WARNING, SKEPTIC WITHIN

But I swear I'm being serious.


-cough-

Okay, from what I've been noticing, there are numerous similarities among what's required for the methods typically used to "read" people. I've compiled the ones I've seen most often into this admittedly short list.

1) Names
2) Photos
3) Numbers
4) Random events supposedly influenced by psychic abilities
5) Patterns
6) Purpose of the reading

Now, I'm an amateur programmer when I'm bored. And I noticed most of the things in the above list could be incorporated into a basic program which ought to, by rights, "read" people or situations [with a little interpretation from an intelligent being, of course]. So, I wrote PsychoDigitalis. Yes, I know it sounds like "Poison for the Brain." But it also sounds like "A Digital Mind" and "Insane Robot" and "Random Computer Program Dealing With Consciousness" [hopefully]. And no one else took that name yet.

I did quite a bit more research before determining on what parameters to use, and how to spread the influence from each of them to the other for the most balanced nonsensical gibberish readings. The main flow of the program that I have come up with so far is as follows. Unfortunately, I could find no way to analyze photographs. More power to anonymity.

1) A name, a basic situation, and a number are needed. The name can be any connected to the person. No discrimination against aliases here. The basic situation is needed to give a purpose to the reading. The number can be something related to the person, say their favorite one, or it can be completely random. After all, one should theoretically pick the perfect number for the situation no matter what. Even the most stubborn skeptic shouldn't be able to pick an irrelevant number, since the program reads a situation, and stubbornly picking a random number is a part of the situation.

2) The name, a condensed version of the situation, and the number are plugged into the program. They are run through a custom algorithm designed to generate semi-random numbers, and maximize the influence of all of the data on the final result. Even how random the results will be is entirely dependent on the original data.

3) The computer spits out a series of ten numbers carefully calculated in under a tenth of a hundredth of a second.

4) The numbers are compared against a preset pattern of words and phrases, which takes into account the arrangement, value, and individual pieces of the numbers. These results are interpreted based on the situation [rarely, there are double meanings, but it's always blindingly obvious as to which relates to the situation, since they're incredibly discrepant from each other].

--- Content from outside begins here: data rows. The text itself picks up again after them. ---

//! Account address rendering.

use crate::error::{TxError, TxResult};
use bech32::{FromBase32, ToBase32, Variant};
use std::fmt::Debug;

/// Converts raw account address bytes to and from their string form.
pub trait AddressCodec: Debug + Send + Sync {
    /// Renders address bytes as a string.
    ///
    /// # Errors
    ///
    /// Returns [`TxError::InvalidAddress`] if the bytes cannot be encoded.
    fn bytes_to_string(&self, bytes: &[u8]) -> TxResult<String>;

    /// Parses an address string back into raw bytes.
    ///
    /// # Errors
    ///
    /// Returns [`TxError::InvalidAddress`] if the string is malformed or
    /// belongs to another address space.
    fn string_to_bytes(&self, s: &str) -> TxResult<Vec<u8>>;
}

/// Bech32 address codec bound to a human readable prefix, e.g. `cosmos`.
#[derive(Debug, Clone, PartialEq, Eq)]
pub struct Bech32Codec {
    hrp: String,
}

impl Bech32Codec {
    /// Creates a codec for the given prefix.
    pub fn new(hrp: impl Into<String>) -> Self {
        Self { hrp: hrp.into() }
    }

    /// Returns the human readable prefix.
    pub fn hrp(&self) -> &str {
        &self.hrp
    }
}

impl Default for Bech32Codec {
    fn default() -> Self {
        Self::new("cosmos")
    }
}

impl AddressCodec for Bech32Codec {
    fn bytes_to_string(&self, bytes: &[u8]) -> TxResult<String> {
        if bytes.is_empty() {
            return Err(TxError::InvalidAddress("empty address bytes".into()));
        }
        bech32::encode(&self.hrp, bytes.to_base32(), Variant::Bech32)
            .map_err(|e| TxError::InvalidAddress(e.to_string()))
    }

    fn string_to_bytes(&self, s: &str) -> TxResult<Vec<u8>> {
        let (hrp, data, variant) =
            bech32::decode(s).map_err(|e| TxError::InvalidAddress(format!("{s}: {e}")))?;
        if hrp != self.hrp {
            return Err(TxError::InvalidAddress(format!(
                "{s}: expected prefix {}, got {hrp}",
                self.hrp
            )));
        }
        if variant != Variant::Bech32 {
            return Err(TxError::InvalidAddress(format!("{s}: not a bech32 address")));
        }
        Vec::<u8>::from_base32(&data).map_err(|e| TxError::InvalidAddress(e.to_string()))
    }
}
// SPDX-License-Identifier: MPL-2.0
//! Application directory resolution.
//!
//! # Resolution Order
//!
//! 1. **Explicit override**: argument to [`get_app_config_dir_with_override`]
//!    (tests, `--config-dir`)
//! 2. **Environment variable**: `GALLERY_LENS_CONFIG_DIR`
//! 3. **Platform default**: via the `dirs` crate, with the app name appended

use std::path::PathBuf;

/// Application name used for directory naming.
const APP_NAME: &str = "GalleryLens";

/// Environment variable to override the config directory.
pub const ENV_CONFIG_DIR: &str = "GALLERY_LENS_CONFIG_DIR";

/// Returns the application config directory.
///
/// - Linux: `~/.config/GalleryLens/`
/// - macOS: `~/Library/Application Support/GalleryLens/`
/// - Windows: `C:\Users\<User>\AppData\Roaming\GalleryLens\`
///
/// Returns `None` if no platform config directory exists.
pub fn get_app_config_dir() -> Option<PathBuf> {
    get_app_config_dir_with_override(None)
}

/// Returns the application config directory, preferring `override_path`.
pub fn get_app_config_dir_with_override(override_path: Option<PathBuf>) -> Option<PathBuf> {
    if let Some(path) = override_path {
        return Some(path);
    }

    if let Ok(env_path) = std::env::var(ENV_CONFIG_DIR) {
        if !env_path.is_empty() {
            return Some(PathBuf::from(env_path));
        }
    }

    dirs::config_dir().map(|mut path| {
        path.push(APP_NAME);
        path
    })
}
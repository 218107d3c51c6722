// SPDX-License-Identifier: MPL-2.0
//! Diagnostics module for recording gallery activity.
//!
//! The gallery core never panics or returns errors from its async paths;
//! failures are absorbed and recorded here instead. Events are captured
//! through cheap [`DiagnosticsHandle`]s, stored in a memory-bounded circular
//! buffer, and can be exported as a JSON report.
//!
//! # Architecture
//!
//! - [`CircularBuffer`]: Generic ring buffer with configurable capacity
//! - [`DiagnosticEvent`]: Timestamped event (user action, operation, warning, error)
//! - [`DiagnosticsCollector`]: Owner of the buffer, hands out handles
//! - [`BufferCapacity`]: Newtype for validated buffer capacity bounds

mod buffer;
mod collector;
mod events;
mod report;

pub use buffer::{BufferCapacity, CircularBuffer};
pub use collector::{DiagnosticsCollector, DiagnosticsHandle};
pub use events::{
    DiagnosticEvent, DiagnosticEventKind, ErrorEvent, ErrorType, GalleryOperation, UserAction,
    WarningEvent, WarningType,
};
pub use report::{DiagnosticReport, ReportMetadata, ReportSummary, SerializableEvent};
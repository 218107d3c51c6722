// SPDX-License-Identifier: MPL-2.0
//! Viewer selection state.

use super::item::Item;

/// What the full-screen viewer is currently showing.
///
/// `OpenPinned` carries the clicked item itself so the viewer can render it
/// before its slot has been registered. Item and index live in the same
/// variant, so they can only be set and cleared together.
#[derive(Debug, Clone, PartialEq, Eq, Default)]
pub enum Selection {
    /// Viewer is closed.
    #[default]
    Closed,
    /// Viewer shows whatever the registry holds at `index`.
    OpenByIndex(usize),
    /// Viewer shows `item` regardless of the registry contents.
    OpenPinned {
        /// The item carried by the click.
        item: Item,
        /// Absolute index of the item.
        index: usize,
    },
}

impl Selection {
    /// Returns the selected absolute index, if the viewer is open.
    #[must_use]
    pub fn index(&self) -> Option<usize> {
        match self {
            Selection::Closed => None,
            Selection::OpenByIndex(index) | Selection::OpenPinned { index, .. } => Some(*index),
        }
    }

    /// Returns true if the viewer is open.
    #[must_use]
    pub fn is_open(&self) -> bool {
        !matches!(self, Selection::Closed)
    }

    /// Returns the pinned item, if any.
    #[must_use]
    pub fn pinned_item(&self) -> Option<&Item> {
        match self {
            Selection::OpenPinned { item, .. } => Some(item),
            _ => None,
        }
    }

    /// Returns true if the selection bypasses registry lookup.
    #[must_use]
    pub fn is_pinned(&self) -> bool {
        matches!(self, Selection::OpenPinned { .. })
    }
}

#[cfg(test)]
mod tests {
    use super::*;

    #[test]
    fn closed_has_no_index() {
        assert_eq!(Selection::Closed.index(), None);
        assert!(!Selection::Closed.is_open());
    }

    #[test]
    fn pinned_exposes_item_and_index() {
        let item = Item::new("x", "X", "test", "x.jpg");
        let selection = Selection::OpenPinned {
            item: item.clone(),
            index: 5,
        };
        assert_eq!(selection.index(), Some(5));
        assert_eq!(selection.pinned_item(), Some(&item));
        assert!(selection.is_pinned());
    }

    #[test]
    fn by_index_is_not_pinned() {
        let selection = Selection::OpenByIndex(2);
        assert_eq!(selection.index(), Some(2));
        assert!(selection.pinned_item().is_none());
        assert!(selection.is_open());
    }
}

5) The final results are then rearranged to make more coherent sense to someone not used to the program. This doesn't change the meaning whatsoever, since everything has been carefully set up to have the same meaning no matter which order specific groupings are read in.

- - -

Yes, this is a goofy experiment. I can deal with being told that.  tongue.gif

I welcome any and all coherent comments, from suggestions on other things necessary for a good reading [after all, I'm a skeptic, not a psychic], to mockery. I'd also enjoy having a few guinea pigs to test this out on and check if it's working right. I don't expect it to right now, but in time I feel I should be able to develop something reasonable.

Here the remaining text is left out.